Financial Highlights:
Millions of Pesos of constant purchasing power as of June 30, 2005.
Change Change
2Q04 2Q05 $ % 6M04 6M05 $ %
Consolidated
Revenues 6,456 7,645 1,190 18.4% 12,117 14,831 2,714 22.4%
Gross Profit 2,835 3,441 605 21.4% 5,280 6,715 1,435 27.2%
EBITDA 990 1,159 170 17.1% 1,853 2,186 333 18.0%
Net Income 262 352 89 34.0% 846 870 24 2.9%
EPS
(pesos per
share) (1) 1.10 1.44 0.33 30.1% 3.56 3.55 (0.00)(0.1%)
EPS
(US$
per ADR) * 0.41 0.53 0.12 30.1% 1.32 1.32 (0.00)(0.1%)
(1) Calculation based on 244,876,000 Elektra* (61,219,000 GDSs equivalent)
weighted average at June 30, 2005 and 237,716,000 Elektra*(59,429,000
GDSs equivalent) weighted average outstanding at June 30, 2004.
*Ps. 10.77 per US$
Javier Sarro, CEO of Grupo Elektra said, "Our second quarter financial results
were consistent with the outlook we provided for 2005. We are very enthusiastic
that the overall business expansion translated into solid earnings growth and
further improvements in profitability and bottom line."

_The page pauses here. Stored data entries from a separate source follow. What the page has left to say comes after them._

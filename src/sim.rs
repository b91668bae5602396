//! In-memory hardware for tests and the desktop preview
//!
//! Every piece implements the same trait as its silicon counterpart, so
//! the scheduler and composer run unchanged against it.

use embassy_time::Duration;
use heapless::{Deque, Vec};

use crate::PinBus;
use crate::board::RegisterIo;
use crate::planner::{PlanEntry, TimerFamily};
use crate::scheduler::{TickTimer, Watchdog};
use crate::topology::{PinGroup, Topology};

/// Drive state of one pin group
#[derive(Debug, Clone, Copy, Default, PartialEq, Eq)]
pub enum PinState {
    /// Pulled-up input
    #[default]
    Released,
    /// Output low, sinking current
    Low,
    /// Output high, sourcing current
    High,
}

/// Tri-state pin groups with hazard counters
///
/// Counts every time a second sink goes low while another is still low,
/// and every time a source goes high with no sink to return through.
#[derive(Debug, Clone)]
pub struct SimulatedPins<const GROUPS: usize> {
    states: [PinState; GROUPS],
    double_sinks: usize,
    unsunk_sources: usize,
}

impl<const GROUPS: usize> SimulatedPins<GROUPS> {
    pub const fn new() -> Self {
        Self {
            states: [PinState::Released; GROUPS],
            double_sinks: 0,
            unsunk_sources: 0,
        }
    }

    pub fn state(&self, group: PinGroup) -> PinState {
        self.states
            .get(group.index())
            .copied()
            .unwrap_or_default()
    }

    pub fn states(&self) -> &[PinState; GROUPS] {
        &self.states
    }

    /// Groups currently low
    pub fn sinks(&self) -> usize {
        self.count(PinState::Low)
    }

    /// Groups currently high
    pub fn sources(&self) -> usize {
        self.count(PinState::High)
    }

    pub const fn double_sinks(&self) -> usize {
        self.double_sinks
    }

    pub const fn unsunk_sources(&self) -> usize {
        self.unsunk_sources
    }

    /// Whether the LED at `(x, y)` conducts: its sink low, its source high
    pub fn is_lit(&self, topology: &Topology, x: usize, y: usize) -> bool {
        topology
            .locate(x, y)
            .is_some_and(|(_, cycle, tap)| self.conducts(cycle.sink, tap.source))
    }

    /// Call `f` with the coordinates of every conducting LED
    pub fn for_each_lit(&self, topology: &Topology, mut f: impl FnMut(usize, usize)) {
        for cycle in topology.cycles {
            if self.state(cycle.sink) != PinState::Low {
                continue;
            }
            for tap in cycle.taps {
                if self.state(tap.source) == PinState::High {
                    f(usize::from(tap.x), usize::from(tap.y));
                }
            }
        }
    }

    fn conducts(&self, sink: PinGroup, source: PinGroup) -> bool {
        self.state(sink) == PinState::Low && self.state(source) == PinState::High
    }

    fn count(&self, state: PinState) -> usize {
        self.states.iter().filter(|s| **s == state).count()
    }

    fn set(&mut self, group: PinGroup, state: PinState) {
        if let Some(slot) = self.states.get_mut(group.index()) {
            *slot = state;
        }
    }
}

impl<const GROUPS: usize> PinBus for SimulatedPins<GROUPS> {
    fn assert_high(&mut self, group: PinGroup) {
        if self.sinks() == 0 {
            self.unsunk_sources += 1;
        }
        self.set(group, PinState::High);
    }

    fn assert_low(&mut self, group: PinGroup) {
        let others = self
            .states
            .iter()
            .enumerate()
            .any(|(index, state)| index != group.index() && *state == PinState::Low);
        if others {
            self.double_sinks += 1;
        }
        self.set(group, PinState::Low);
    }

    fn release(&mut self, group: PinGroup) {
        self.set(group, PinState::Released);
    }
}

impl<const GROUPS: usize> Default for SimulatedPins<GROUPS> {
    fn default() -> Self {
        Self::new()
    }
}

/// One call on a [`PinBus`]
#[derive(Debug, Clone, Copy, PartialEq, Eq)]
pub enum PinEvent {
    High(PinGroup),
    Low(PinGroup),
    Release(PinGroup),
}

/// [`PinBus`] that records up to `CAP` calls
#[derive(Debug, Clone, Default)]
pub struct RecordingBus<const CAP: usize> {
    events: Vec<PinEvent, CAP>,
    dropped: usize,
}

impl<const CAP: usize> RecordingBus<CAP> {
    pub const fn new() -> Self {
        Self {
            events: Vec::new(),
            dropped: 0,
        }
    }

    pub fn events(&self) -> &[PinEvent] {
        &self.events
    }

    /// Calls that did not fit
    pub const fn dropped(&self) -> usize {
        self.dropped
    }

    pub fn clear(&mut self) {
        self.events.clear();
        self.dropped = 0;
    }

    fn push(&mut self, event: PinEvent) {
        if self.events.push(event).is_err() {
            self.dropped += 1;
        }
    }
}

impl<const CAP: usize> PinBus for RecordingBus<CAP> {
    fn assert_high(&mut self, group: PinGroup) {
        self.push(PinEvent::High(group));
    }

    fn assert_low(&mut self, group: PinGroup) {
        self.push(PinEvent::Low(group));
    }

    fn release(&mut self, group: PinGroup) {
        self.push(PinEvent::Release(group));
    }
}

/// [`TickTimer`] that remembers what it was told
#[derive(Debug, Clone, Copy, Default)]
pub struct SimTimer {
    started: Option<PlanEntry>,
    last: Option<PlanEntry>,
    programmed: usize,
}

impl SimTimer {
    pub const fn new() -> Self {
        Self {
            started: None,
            last: None,
            programmed: 0,
        }
    }

    /// Entry passed to [`TickTimer::start`]
    pub const fn started(&self) -> Option<PlanEntry> {
        self.started
    }

    /// Entry of the running slot
    pub const fn last(&self) -> Option<PlanEntry> {
        self.last
    }

    pub const fn programmed(&self) -> usize {
        self.programmed
    }
}

impl TickTimer for SimTimer {
    const FAMILY: Option<TimerFamily> = None;

    fn start(&mut self, first: PlanEntry) {
        self.started = Some(first);
    }

    fn program(&mut self, entry: PlanEntry) {
        self.last = Some(entry);
        self.programmed += 1;
    }
}

/// [`Watchdog`] with a manually advanced clock
#[derive(Debug, Clone, Copy, Default)]
pub struct SimWatchdog {
    timeout: Option<Duration>,
    since_feed: Duration,
    feeds: usize,
    expired: bool,
}

impl SimWatchdog {
    pub const fn new() -> Self {
        Self {
            timeout: None,
            since_feed: Duration::from_ticks(0),
            feeds: 0,
            expired: false,
        }
    }

    /// Let `elapsed` pass; returns whether the watchdog has fired
    pub fn advance(&mut self, elapsed: Duration) -> bool {
        self.since_feed += elapsed;
        if let Some(timeout) = self.timeout {
            if self.since_feed > timeout {
                self.expired = true;
            }
        }
        self.expired
    }

    pub const fn timeout(&self) -> Option<Duration> {
        self.timeout
    }

    pub const fn feeds(&self) -> usize {
        self.feeds
    }

    /// Whether the device would have been reset
    pub const fn expired(&self) -> bool {
        self.expired
    }
}

impl Watchdog for SimWatchdog {
    fn start(&mut self, timeout: Duration) {
        self.timeout = Some(timeout);
        self.since_feed = Duration::from_ticks(0);
    }

    fn feed(&mut self) {
        self.since_feed = Duration::from_ticks(0);
        self.feeds += 1;
    }
}

/// Size of the simulated data space, enough for every register in `board`
pub const DATA_SPACE: usize = 0x110;

/// Writes kept by [`MemoryIo`]
pub const WRITE_LOG: usize = 32;

/// One register write
#[derive(Debug, Clone, Copy, PartialEq, Eq)]
pub struct RegisterWrite {
    pub address: u16,
    pub value: u8,
}

/// [`RegisterIo`] over plain memory, keeping the latest writes
#[derive(Debug, Clone)]
pub struct MemoryIo {
    registers: [u8; DATA_SPACE],
    log: Deque<RegisterWrite, WRITE_LOG>,
}

impl MemoryIo {
    pub const fn new() -> Self {
        Self {
            registers: [0; DATA_SPACE],
            log: Deque::new(),
        }
    }

    /// Current value of a register; unmapped addresses read zero
    pub fn get(&self, address: u16) -> u8 {
        self.registers
            .get(usize::from(address))
            .copied()
            .unwrap_or(0)
    }

    /// Latest writes, oldest first
    pub fn writes(&self) -> impl Iterator<Item = &RegisterWrite> {
        self.log.iter()
    }

    pub fn clear_log(&mut self) {
        self.log.clear();
    }
}

impl RegisterIo for MemoryIo {
    fn read(&mut self, address: u16) -> u8 {
        self.get(address)
    }

    fn write(&mut self, address: u16, value: u8) {
        if let Some(register) = self.registers.get_mut(usize::from(address)) {
            *register = value;
        }
        if self.log.is_full() {
            self.log.pop_front();
        }
        let _ = self.log.push_back(RegisterWrite { address, value });
    }
}

impl Default for MemoryIo {
    fn default() -> Self {
        Self::new()
    }
}

/// Integrates how long every LED conducts
///
/// Call [`record`](Self::record) after each tick with the slot that tick
/// programmed; the pins then hold the state that lasts for that slot.
#[derive(Debug, Clone)]
pub struct OnTimeMeter<const WIDTH: usize, const HEIGHT: usize> {
    lit: [[u64; WIDTH]; HEIGHT],
    total: u64,
    cycles: usize,
}

impl<const WIDTH: usize, const HEIGHT: usize> OnTimeMeter<WIDTH, HEIGHT> {
    pub const fn new() -> Self {
        Self {
            lit: [[0; WIDTH]; HEIGHT],
            total: 0,
            cycles: 1,
        }
    }

    /// Account one slot of `entry` length for the current pin state
    pub fn record<const GROUPS: usize>(
        &mut self,
        pins: &SimulatedPins<GROUPS>,
        topology: &Topology,
        entry: PlanEntry,
    ) {
        let clocks = u64::from(entry.clock_cycles());
        self.total += clocks;
        self.cycles = topology.cycle_count().max(1);

        let lit = &mut self.lit;
        pins.for_each_lit(topology, |x, y| {
            if let Some(cell) = lit.get_mut(y).and_then(|row| row.get_mut(x)) {
                *cell += clocks;
            }
        });
    }

    /// Clock cycles `(x, y)` has been lit
    pub fn lit_clocks(&self, x: usize, y: usize) -> u64 {
        self.lit
            .get(y)
            .and_then(|row| row.get(x))
            .copied()
            .unwrap_or(0)
    }

    /// Clock cycles recorded in total
    pub const fn total_clocks(&self) -> u64 {
        self.total
    }

    /// Fraction of its own drive cycles that `(x, y)` was lit
    ///
    /// An LED can only conduct during one of the topology's cycles, so
    /// this is the plain on-time ratio scaled by the cycle count.
    #[allow(clippy::cast_precision_loss)]
    pub fn duty(&self, x: usize, y: usize) -> f32 {
        if self.total == 0 {
            return 0.0;
        }
        (self.lit_clocks(x, y) * self.cycles as u64) as f32 / self.total as f32
    }

    pub fn reset(&mut self) {
        *self = Self::new();
    }
}

impl<const WIDTH: usize, const HEIGHT: usize> Default for OnTimeMeter<WIDTH, HEIGHT> {
    fn default() -> Self {
        Self::new()
    }
}
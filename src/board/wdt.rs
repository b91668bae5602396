//! AVR watchdog timer
//!
//! The watchdog runs in system reset mode. Changing its prescaler takes the
//! timed sequence: set `WDCE | WDE`, then write the new configuration within
//! four cycles, with interrupts off.

use embassy_time::Duration;

use super::RegisterIo;
use crate::scheduler::Watchdog;

const MCUSR: u16 = 0x54;
const WDTCSR: u16 = 0x60;

const WDRF: u8 = 1 << 3;
const WDP3: u8 = 1 << 5;
const WDCE: u8 = 1 << 4;
const WDE: u8 = 1 << 3;

/// Watchdog periods and their `WDP3..0` bits, shortest first
const PERIODS: [(Duration, u8); 10] = [
    (Duration::from_millis(15), 0),
    (Duration::from_millis(30), 1),
    (Duration::from_millis(60), 2),
    (Duration::from_millis(120), 3),
    (Duration::from_millis(250), 4),
    (Duration::from_millis(500), 5),
    (Duration::from_secs(1), 6),
    (Duration::from_secs(2), 7),
    (Duration::from_secs(4), WDP3),
    (Duration::from_secs(8), WDP3 | 1),
];

/// Longest period that does not exceed `timeout`, at least 15 ms
fn period_for(timeout: Duration) -> (Duration, u8) {
    PERIODS
        .iter()
        .rev()
        .find(|(period, _)| *period <= timeout)
        .copied()
        .unwrap_or(PERIODS[0])
}

/// [`Watchdog`] on the AVR watchdog timer
///
/// `reset` executes the `wdr` instruction. With the `avr` feature,
/// [`Wdt::with_wdr`] wires it to [`avr_device::asm::wdr`].
pub struct Wdt<R: RegisterIo> {
    io: R,
    reset: fn(),
    period: Option<Duration>,
}

impl<R: RegisterIo> Wdt<R> {
    pub const fn new(io: R, reset: fn()) -> Self {
        Self {
            io,
            reset,
            period: None,
        }
    }

    /// Hardware period chosen by [`Watchdog::start`]
    pub const fn period(&self) -> Option<Duration> {
        self.period
    }

    pub const fn io(&self) -> &R {
        &self.io
    }

    pub fn io_mut(&mut self) -> &mut R {
        &mut self.io
    }
}

#[cfg(feature = "avr")]
impl<R: RegisterIo> Wdt<R> {
    pub const fn with_wdr(io: R) -> Self {
        Self::new(io, avr_device::asm::wdr)
    }
}

impl<R: RegisterIo> Watchdog for Wdt<R> {
    fn start(&mut self, timeout: Duration) {
        let (period, prescaler) = period_for(timeout);
        critical_section::with(|_| {
            (self.reset)();
            // WDE cannot be cleared while WDRF is set
            self.io.modify(MCUSR, |v| v & !WDRF);
            self.io.write(WDTCSR, WDCE | WDE);
            self.io.write(WDTCSR, WDE | prescaler);
        });
        self.period = Some(period);
    }

    #[inline]
    fn feed(&mut self) {
        (self.reset)();
    }
}
use embedded_graphics::prelude::Point;

#[cfg(feature = "esp32-log")]
use esp_println::println;

use crate::PinBus;
use crate::canvas::Canvas;
use crate::config::{ConfigError, DisplayConfig};
use crate::framebuffer::Framebuffer;
use crate::mailbox::PlanMailbox;
use crate::planner::TimingPlan;
use crate::scheduler::{Scheduler, TickTimer, Watchdog};
use crate::topology::Topology;

/// Board resources handed to the scheduler
pub struct Hardware<B, T, D> {
    pub bus: B,
    pub timer: T,
    pub watchdog: D,
}

/// Scheduler type driving a [`Framebuffer`]
pub type FramebufferScheduler<
    'a,
    B,
    T,
    D,
    const PLANES: usize,
    const WIDTH: usize,
    const HEIGHT: usize,
    const LINE_BYTES: usize,
> = Scheduler<'a, Framebuffer<PLANES, WIDTH, HEIGHT, LINE_BYTES>, B, T, D>;

/// Renderer-facing side of the display engine
///
/// Owns nothing but references: the framebuffer and plan mailbox are
/// statics shared with the scheduler, which runs in the timer interrupt.
pub struct MatrixDisplay<
    'a,
    const PLANES: usize,
    const WIDTH: usize,
    const HEIGHT: usize,
    const LINE_BYTES: usize,
> {
    framebuffer: &'a Framebuffer<PLANES, WIDTH, HEIGHT, LINE_BYTES>,
    topology: &'a Topology,
    plans: &'a PlanMailbox,
    config: DisplayConfig,
}

impl<'a, const PLANES: usize, const WIDTH: usize, const HEIGHT: usize, const LINE_BYTES: usize>
    MatrixDisplay<'a, PLANES, WIDTH, HEIGHT, LINE_BYTES>
{
    /// Bring the display up.
    ///
    /// Validates the topology against the framebuffer and the configured
    /// timer family against `T`, clears the framebuffer, computes the
    /// initial plan and starts the scheduler's timer and watchdog. The returned scheduler must be ticked from the
    /// timer interrupt, usually through a [`crate::SchedulerSlot`].
    pub fn init<B, T, D>(
        config: DisplayConfig,
        topology: &'a Topology,
        framebuffer: &'a Framebuffer<PLANES, WIDTH, HEIGHT, LINE_BYTES>,
        plans: &'a PlanMailbox,
        hardware: Hardware<B, T, D>,
    ) -> Result<
        (
            Self,
            FramebufferScheduler<'a, B, T, D, PLANES, WIDTH, HEIGHT, LINE_BYTES>,
        ),
        ConfigError,
    >
    where
        B: PinBus,
        T: TickTimer,
        D: Watchdog,
    {
        topology.validate()?;
        if (topology.width, topology.height) != (WIDTH, HEIGHT) {
            return Err(ConfigError::DimensionMismatch);
        }

        let display = Self {
            framebuffer,
            topology,
            plans,
            config,
        };
        let plan = display.plan(config.brightness)?;

        let Hardware {
            bus,
            timer,
            watchdog,
        } = hardware;
        let mut scheduler =
            Scheduler::new(topology, framebuffer, plan, bus, timer, watchdog)?.with_mailbox(plans);

        framebuffer.clear();
        plans.take();
        scheduler.start(config.watchdog_timeout);

        #[cfg(feature = "esp32-log")]
        println!(
            "[MatrixDisplay.init] topology={} size={}x{} planes={} sweep={}us",
            topology.name,
            WIDTH,
            HEIGHT,
            PLANES,
            scheduler.plan().period().as_micros()
        );

        Ok((display, scheduler))
    }

    /// Set the brightness level (`0..=PLANES`) of one pixel
    pub fn set_pixel(&self, point: Point, level: u8) {
        self.framebuffer.set_pixel(point, level);
    }

    pub fn get_pixel(&self, point: Point) -> u8 {
        self.framebuffer.get_pixel(point)
    }

    /// Turn every pixel off
    pub fn clear(&self) {
        self.framebuffer.clear();
    }

    pub fn fill(&self, level: u8) {
        self.framebuffer.fill(level);
    }

    /// `(width, height)` in pixels
    pub const fn dimensions(&self) -> (usize, usize) {
        (WIDTH, HEIGHT)
    }

    /// Highest pixel level
    pub const fn levels(&self) -> u8 {
        #[allow(clippy::cast_possible_truncation)]
        let levels = PLANES as u8;
        levels
    }

    /// Change the global brightness.
    ///
    /// The new plan takes effect at the start of the next sweep. On error
    /// the current plan stays in effect.
    pub fn set_brightness(&mut self, brightness: u8) -> Result<(), ConfigError> {
        let plan = self.plan(brightness)?;
        self.plans.post(plan);
        self.config.brightness = brightness;

        #[cfg(feature = "esp32-log")]
        println!("[MatrixDisplay.set_brightness] brightness={}", brightness);

        Ok(())
    }

    pub const fn brightness(&self) -> u8 {
        self.config.brightness
    }

    pub const fn config(&self) -> &DisplayConfig {
        &self.config
    }

    pub const fn topology(&self) -> &'a Topology {
        self.topology
    }

    pub const fn framebuffer(&self) -> &'a Framebuffer<PLANES, WIDTH, HEIGHT, LINE_BYTES> {
        self.framebuffer
    }

    /// Drawing surface for `embedded-graphics`
    pub const fn canvas(&self) -> Canvas<'a, PLANES, WIDTH, HEIGHT, LINE_BYTES> {
        Canvas::new(self.framebuffer)
    }

    /// Plan for `brightness`, checked against the watchdog timeout
    fn plan(&self, brightness: u8) -> Result<TimingPlan, ConfigError> {
        let config = DisplayConfig {
            brightness,
            ..self.config
        };
        let cycles = self.topology.cycle_count();
        config.check(PLANES, cycles)?;
        TimingPlan::compute(&config.plan_params(PLANES, cycles))
    }
}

Carlos Septien, Banco Azteca's CEO said, "We are delighted with Banco Azteca's
strong financial results, which exceeded our expectations. Banco Azteca
represents an optimal alternative to grant reliable consumer credit for
millions of families who have been able to increase their purchasing power and
improve their quality of life though access to high quality products and
services. Likewise, we are transforming the Mexican banking system with our
unique products and services, and principally, the savings culture in a large
under attended segment of the population."
Financial Division
Banco Azteca
For 2Q05, Banco Azteca reported net income of Ps. 122.0 million, 28.4% higher
than the net income of Ps. 95.0 million for 2Q04.
As of June 30, 2005, the estimated capitalization index of Banco Azteca was
11.3%, flat when compared with the index of June 2004. The capitalization index
exceeds the 8.0% minimum required by Mexican regulators.
Gross Credit Portfolio
Banco Azteca's total gross credit portfolio increased 76.9%, reaching Ps. 13.0
billion from Ps. 7.4 billion at the end of 2Q04. The average term of the credit
portfolio at the end of the 2Q05, was 54 weeks. At the end of 2Q05, we had a
total of 4.5 million active accounts, representing a 38.7% increase from 2Q04.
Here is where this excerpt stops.